To make out a wrongful discharge claim in New Hampshire, “a
plaintiff must allege and prove that: (1) the termination of
employment was motivated by bad faith, retaliation, or malice;
-17- and (2) that she was terminated for performing an act that public
policy would encourage or for refusing to do something that
public policy would condemn.” Karch, 147 N.H. at 536. Wal-Mart
argues that Perrotti-Johns has once again failed to adequately
plead that Wal-Mart terminated her employment. See First Order
at 9 (dismissing Perrotti-Johns’ wrongful discharge claim because
she did not allege that she was fired or that she resigned). I
disagree. While Perrotti-Johns concedes that she “does not
recall getting any formal notice of termination,” Am.
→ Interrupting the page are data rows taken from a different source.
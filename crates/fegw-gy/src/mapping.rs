//! Field to AVP bindings.
//!
//! Every wire-shaped type lists which AVP each of its fields travels in.
//! The AVP list codec in [`crate::avp`] and [`crate::request`] reads and
//! writes fields through these bindings only, so the tables are the single
//! place the field set and the attribute names are fixed.

use fegw_diameter_dict::StandardAvpCode;

use crate::credit_control::GrantedServiceUnit;
use crate::definitions::{
    CcaDiameterMessage, CreditControlRequest, FinalUnitIndication, MsccDiameterMessage,
    QosRequestInfo, ReAuthAnswer, ReAuthRequest, ServiceDefaults, UsedCredits,
};

/// How often a bound AVP may occur
#[derive(Debug, Clone, Copy, PartialEq, Eq)]
pub enum Presence {
    Required,
    /// May be absent; absence is kept distinct from a zero value
    Optional,
    Repeated,
}

#[derive(Debug, Clone, Copy, PartialEq, Eq)]
pub struct FieldBinding {
    pub field: &'static str,
    pub avp: StandardAvpCode,
    pub presence: Presence,
}

impl FieldBinding {
    pub const fn required(field: &'static str, avp: StandardAvpCode) -> Self {
        Self { field, avp, presence: Presence::Required }
    }

    pub const fn optional(field: &'static str, avp: StandardAvpCode) -> Self {
        Self { field, avp, presence: Presence::Optional }
    }

    pub const fn repeated(field: &'static str, avp: StandardAvpCode) -> Self {
        Self { field, avp, presence: Presence::Repeated }
    }

    /// Wire attribute name, e.g. "CC-Request-Number"
    pub fn wire_name(&self) -> &'static str {
        self.avp.name()
    }
}

/// Binding table of a message or grouped AVP
pub trait WireMapping {
    /// Wire name of the message or grouped AVP
    const MESSAGE: &'static str;
    const FIELDS: &'static [FieldBinding];

    fn binding(field: &str) -> Option<&'static FieldBinding> {
        Self::FIELDS.iter().find(|binding| binding.field == field)
    }
}

impl GrantedServiceUnit {
    pub const TOTAL_OCTETS: FieldBinding =
        FieldBinding::optional("total_octets", StandardAvpCode::CcTotalOctets);
    pub const INPUT_OCTETS: FieldBinding =
        FieldBinding::optional("input_octets", StandardAvpCode::CcInputOctets);
    pub const OUTPUT_OCTETS: FieldBinding =
        FieldBinding::optional("output_octets", StandardAvpCode::CcOutputOctets);
}

impl WireMapping for GrantedServiceUnit {
    const MESSAGE: &'static str = "Granted-Service-Unit";
    const FIELDS: &'static [FieldBinding] =
        &[Self::TOTAL_OCTETS, Self::INPUT_OCTETS, Self::OUTPUT_OCTETS];
}

impl FinalUnitIndication {
    pub const ACTION: FieldBinding =
        FieldBinding::required("action", StandardAvpCode::FinalUnitAction);
}

impl WireMapping for FinalUnitIndication {
    const MESSAGE: &'static str = "Final-Unit-Indication";
    const FIELDS: &'static [FieldBinding] = &[Self::ACTION];
}

impl MsccDiameterMessage {
    pub const RESULT_CODE: FieldBinding =
        FieldBinding::optional("result_code", StandardAvpCode::ResultCode);
    pub const GRANTED_SERVICE_UNIT: FieldBinding =
        FieldBinding::optional("granted_service_unit", StandardAvpCode::GrantedServiceUnit);
    pub const VALIDITY_TIME: FieldBinding =
        FieldBinding::optional("validity_time", StandardAvpCode::ValidityTime);
    pub const FINAL_UNIT_INDICATION: FieldBinding =
        FieldBinding::optional("final_unit_indication", StandardAvpCode::FinalUnitIndication);
    pub const RATING_GROUP: FieldBinding =
        FieldBinding::optional("rating_group", StandardAvpCode::RatingGroup);
}

impl WireMapping for MsccDiameterMessage {
    const MESSAGE: &'static str = "Multiple-Services-Credit-Control";
    const FIELDS: &'static [FieldBinding] = &[
        Self::RESULT_CODE,
        Self::GRANTED_SERVICE_UNIT,
        Self::VALIDITY_TIME,
        Self::FINAL_UNIT_INDICATION,
        Self::RATING_GROUP,
    ];
}

impl CcaDiameterMessage {
    pub const SESSION_ID: FieldBinding =
        FieldBinding::required("session_id", StandardAvpCode::SessionId);
    pub const REQUEST_NUMBER: FieldBinding =
        FieldBinding::required("request_number", StandardAvpCode::CcRequestNumber);
    pub const RESULT_CODE: FieldBinding =
        FieldBinding::required("result_code", StandardAvpCode::ResultCode);
    pub const REQUEST_TYPE: FieldBinding =
        FieldBinding::required("request_type", StandardAvpCode::CcRequestType);
    pub const CREDIT_CONTROL: FieldBinding =
        FieldBinding::repeated("credit_control", StandardAvpCode::MultipleServicesCreditControl);
}

impl WireMapping for CcaDiameterMessage {
    const MESSAGE: &'static str = "Credit-Control-Answer";
    const FIELDS: &'static [FieldBinding] = &[
        Self::SESSION_ID,
        Self::REQUEST_NUMBER,
        Self::RESULT_CODE,
        Self::REQUEST_TYPE,
        Self::CREDIT_CONTROL,
    ];
}

impl ReAuthRequest {
    pub const SESSION_ID: FieldBinding =
        FieldBinding::required("session_id", StandardAvpCode::SessionId);
    pub const RATING_GROUP: FieldBinding =
        FieldBinding::optional("rating_group", StandardAvpCode::RatingGroup);
}

impl WireMapping for ReAuthRequest {
    const MESSAGE: &'static str = "Re-Auth-Request";
    const FIELDS: &'static [FieldBinding] = &[Self::SESSION_ID, Self::RATING_GROUP];
}

impl ReAuthAnswer {
    pub const SESSION_ID: FieldBinding =
        FieldBinding::required("session_id", StandardAvpCode::SessionId);
    pub const RESULT_CODE: FieldBinding =
        FieldBinding::required("result_code", StandardAvpCode::ResultCode);
}

impl WireMapping for ReAuthAnswer {
    const MESSAGE: &'static str = "Re-Auth-Answer";
    const FIELDS: &'static [FieldBinding] = &[Self::SESSION_ID, Self::RESULT_CODE];
}

impl QosRequestInfo {
    pub const APN_AGG_MAX_BIT_RATE_UL: FieldBinding =
        FieldBinding::required("apn_agg_max_bit_rate_ul", StandardAvpCode::ApnAggregateMaxBitrateUl);
    pub const APN_AGG_MAX_BIT_RATE_DL: FieldBinding =
        FieldBinding::required("apn_agg_max_bit_rate_dl", StandardAvpCode::ApnAggregateMaxBitrateDl);
}

impl WireMapping for QosRequestInfo {
    const MESSAGE: &'static str = "QoS-Information";
    const FIELDS: &'static [FieldBinding] =
        &[Self::APN_AGG_MAX_BIT_RATE_UL, Self::APN_AGG_MAX_BIT_RATE_DL];
}

impl ServiceDefaults {
    pub const SERVICE_CONTEXT_ID: FieldBinding =
        FieldBinding::required("service_context_id", StandardAvpCode::ServiceContextId);
    pub const SERVICE_IDENTIFIER: FieldBinding =
        FieldBinding::required("service_identifier", StandardAvpCode::ServiceIdentifier);
}

impl WireMapping for ServiceDefaults {
    const MESSAGE: &'static str = "Credit-Control-Request";
    const FIELDS: &'static [FieldBinding] = &[Self::SERVICE_CONTEXT_ID, Self::SERVICE_IDENTIFIER];
}

// Octet counters travel inside Used-Service-Unit, the rest directly in the
// Multiple-Services-Credit-Control group.
impl UsedCredits {
    pub const RATING_GROUP: FieldBinding =
        FieldBinding::required("rating_group", StandardAvpCode::RatingGroup);
    pub const INPUT_OCTETS: FieldBinding =
        FieldBinding::required("input_octets", StandardAvpCode::CcInputOctets);
    pub const OUTPUT_OCTETS: FieldBinding =
        FieldBinding::required("output_octets", StandardAvpCode::CcOutputOctets);
    pub const TOTAL_OCTETS: FieldBinding =
        FieldBinding::required("total_octets", StandardAvpCode::CcTotalOctets);
    pub const REASON: FieldBinding =
        FieldBinding::required("reason", StandardAvpCode::ReportingReason);
}

impl WireMapping for UsedCredits {
    const MESSAGE: &'static str = "Multiple-Services-Credit-Control";
    const FIELDS: &'static [FieldBinding] = &[
        Self::RATING_GROUP,
        Self::INPUT_OCTETS,
        Self::OUTPUT_OCTETS,
        Self::TOTAL_OCTETS,
        Self::REASON,
    ];
}

// IMSI and MSISDN share Subscription-Id and are told apart by
// Subscription-Id-Type; IMEI travels inside User-Equipment-Info.
impl CreditControlRequest {
    pub const SESSION_ID: FieldBinding =
        FieldBinding::required("session_id", StandardAvpCode::SessionId);
    pub const REQUEST_TYPE: FieldBinding =
        FieldBinding::required("request_type", StandardAvpCode::CcRequestType);
    pub const REQUEST_NUMBER: FieldBinding =
        FieldBinding::required("request_number", StandardAvpCode::CcRequestNumber);
    pub const IMSI: FieldBinding = FieldBinding::optional("imsi", StandardAvpCode::SubscriptionId);
    pub const MSISDN: FieldBinding =
        FieldBinding::optional("msisdn", StandardAvpCode::SubscriptionId);
    pub const UE_IPV4: FieldBinding =
        FieldBinding::optional("ue_ipv4", StandardAvpCode::FramedIpAddress);
    pub const SPGW_IPV4: FieldBinding =
        FieldBinding::optional("spgw_ipv4", StandardAvpCode::TgppSgsnAddress);
    pub const APN: FieldBinding = FieldBinding::optional("apn", StandardAvpCode::CalledStationId);
    pub const IMEI: FieldBinding =
        FieldBinding::optional("imei", StandardAvpCode::UserEquipmentInfo);
    pub const PLMN_ID: FieldBinding =
        FieldBinding::optional("plmn_id", StandardAvpCode::TgppSgsnMccMnc);
    pub const GC_ID: FieldBinding = FieldBinding::optional("gc_id", StandardAvpCode::TgppChargingId);
    pub const USER_LOCATION: FieldBinding =
        FieldBinding::optional("user_location", StandardAvpCode::TgppUserLocationInfo);
    pub const QOS: FieldBinding = FieldBinding::optional("qos", StandardAvpCode::QosInformation);
    pub const CREDITS: FieldBinding =
        FieldBinding::repeated("credits", StandardAvpCode::MultipleServicesCreditControl);
}

impl WireMapping for CreditControlRequest {
    const MESSAGE: &'static str = "Credit-Control-Request";
    const FIELDS: &'static [FieldBinding] = &[
        Self::SESSION_ID,
        Self::REQUEST_TYPE,
        Self::REQUEST_NUMBER,
        Self::IMSI,
        Self::MSISDN,
        Self::UE_IPV4,
        Self::SPGW_IPV4,
        Self::APN,
        Self::IMEI,
        Self::PLMN_ID,
        Self::GC_ID,
        Self::USER_LOCATION,
        Self::QOS,
        Self::CREDITS,
    ];
}
//! Controller configuration -> gateway managed configuration (mconfig).
//!
//! The controller keeps a richer, operator-authored schema; gateways only
//! receive the reduced mconfig records produced here.

// Controller-authored schema
pub mod controller;

// Gateway-facing schema
pub mod mconfig;

// Projections
pub mod convert;

// YAML / JSON documents
pub mod document;

pub use convert::{
    project, project_diam_client_config, project_diam_server_config,
    project_subscription_profile, ToMconfig,
};
pub use document::MconfigError;
use super::*;

fn sample_request() -> EnquiryRequest {
    EnquiryRequest {
        full_name: "Ada Lovelace".to_owned(),
        phone_number: "0501234567".to_owned(),
        email: "ada@example.com".to_owned(),
        service_type: "localMove".to_owned(),
        message: "Two bedroom flat".to_owned(),
        referer_url: "https://movers.example/".to_owned(),
        submitted_url: "https://movers.example/".to_owned(),
        recaptcha_token: "tok-1".to_owned(),
    }
}

// =============================================================
// EnquiryRequest
// =============================================================

#[test]
fn enquiry_request_serializes_camel_case_keys() {
    let value = serde_json::to_value(sample_request()).unwrap();
    let object = value.as_object().unwrap();
    let mut keys: Vec<&str> = object.keys().map(String::as_str).collect();
    keys.sort_unstable();
    assert_eq!(
        keys,
        [
            "email",
            "fullName",
            "message",
            "phoneNumber",
            "recaptchaToken",
            "refererUrl",
            "serviceType",
            "submittedUrl",
        ]
    );
    assert_eq!(object["fullName"], "Ada Lovelace");
    assert_eq!(object["recaptchaToken"], "tok-1");
}

// =============================================================
// EnquiryErrorBody
// =============================================================

#[test]
fn error_body_reads_string_error() {
    let body: EnquiryErrorBody = serde_json::from_str(r#"{"error":"Duplicate entry"}"#).unwrap();
    assert_eq!(body.error.as_deref(), Some("Duplicate entry"));
}

#[test]
fn error_body_ignores_missing_error() {
    let body: EnquiryErrorBody = serde_json::from_str(r#"{"detail":"nope"}"#).unwrap();
    assert_eq!(body.error, None);
}

#[test]
fn error_body_ignores_object_error() {
    let body: EnquiryErrorBody = serde_json::from_str(r#"{"error":{"code":400}}"#).unwrap();
    assert_eq!(body.error, None);
}

#[test]
fn error_body_stringifies_truthy_scalars() {
    let number: EnquiryErrorBody = serde_json::from_str(r#"{"error":123}"#).unwrap();
    assert_eq!(number.error.as_deref(), Some("123"));
    let flag: EnquiryErrorBody = serde_json::from_str(r#"{"error":true}"#).unwrap();
    assert_eq!(flag.error.as_deref(), Some("true"));
}

#[test]
fn error_body_ignores_falsy_scalars() {
    for raw in [r#"{"error":""}"#, r#"{"error":0}"#, r#"{"error":false}"#, r#"{"error":null}"#] {
        let body: EnquiryErrorBody = serde_json::from_str(raw).unwrap();
        assert_eq!(body.error, None, "{raw}");
    }
}

#[test]
fn error_body_keeps_whitespace_error() {
    let body: EnquiryErrorBody = serde_json::from_str(r#"{"error":"  "}"#).unwrap();
    assert_eq!(body.error.as_deref(), Some("  "));
}
//! Home page teaser of the latest blog posts.
//!
//! Pure projection of the injected [`BlogSource`]: the first entry becomes a
//! featured card and the next three a compact list, in source order.

use leptos::prelude::*;

use super::button::Button;
use super::icons::IconKind;
use super::title_description::TitleDescription;
use crate::content::blog::{BlogEntry, BlogSource, BlogTeaser, EntryKind, blog_href};

#[component]
pub fn BlogSection() -> impl IntoView {
    let blogs = expect_context::<BlogSource>();
    let teaser = BlogTeaser::from_entries(blogs.entries());

    view! {
        <section class="blog-section">
            <div class="blog-section__header">
                <TitleDescription title="Latest News and Articles"/>
                <Button label="View all" icon=IconKind::ArrowUpRight class="blog-section__view-all" href="/blog"/>
            </div>
            {match teaser {
                Some(teaser) => view! {
                    <div class="blog-section__grid">
                        <FeaturedCard entry=teaser.featured/>
                        <div class="blog-section__recent">
                            {teaser.recent.into_iter().map(|entry| view! { <CompactCard entry=entry/> }).collect_view()}
                        </div>
                    </div>
                }
                .into_any(),
                None => view! { <p class="blog-section__empty">"No posts yet."</p> }.into_any(),
            }}
        </section>
    }
}

#[component]
pub(crate) fn FeaturedCard(entry: BlogEntry) -> impl IntoView {
    view! {
        <a class="blog-card blog-card--featured" href=blog_href(&entry.id)>
            <img class="blog-card__image" src=entry.image alt=entry.title.clone()/>
            <p class="blog-card__title">{entry.title}</p>
            <p class="blog-card__highlight">{entry.highlight}</p>
            <p class="blog-card__date">{entry.date}</p>
        </a>
    }
}

#[component]
fn CompactCard(entry: BlogEntry) -> impl IntoView {
    let kind = EntryKind::of(&entry);
    view! {
        <a class="blog-card blog-card--compact" href=blog_href(&entry.id)>
            <img class="blog-card__thumb" src=entry.image alt=entry.title.clone()/>
            <div class="blog-card__body">
                <h3 class="blog-card__kind">{kind.label()}</h3>
                <p class="blog-card__title">{entry.title}</p>
            </div>
        </a>
    }
}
Compl. ¶
5 2 , she contends that Wal-Mart “conducted itself” as if it had
fired her “by requiring [her] to surrender her employee discount
card, by ceasing to offer her stock options and completely
excluding her from the normal ‘Wal-Mart Employee Loop.’” Id.
These factual allegations permit a reasonable inference that Wal-
Mart terminated Perrotti-Johns’ employment and therefore are
sufficient to survive a 12(b)(6) motion. Wal-Mart has not
advanced any additional arguments in support of its motion to
dismiss this claim. Accordingly, Wal-Mart’s motion to dismiss is
denied as to Perrotti-Johns’ wrongful discharge claim based on
her prosecution of a workers’ compensation claim.
-18- IV. CONCLUSION
For the reasons described above, Wal-Mart’s motion to
dismiss (Doc. N o . 24) is granted as to Perrotti-Johns’ ERISA
claims, her state statutory claims, and her wrongful discharge
claim premised on Wal-Mart’s alleged retaliation for her
participation in an employment discrimination lawsuit. Wal-
Mart’s motion is denied as to Perrotti-Johns’ wrongful discharge
claim premised on Wal-Mart’s alleged retaliation for Perrotti-
Johns’ prosecution of a workers’ compensation claim.
SO ORDERED.
/s/Paul Barbadoro Paul Barbadoro United States District Judge
July 1 1 , 2006
cc: John M . Clothier, Esq. Paul R. Cox, Esq. David McGrath, Esq. Christopher R. Hedican, Esq.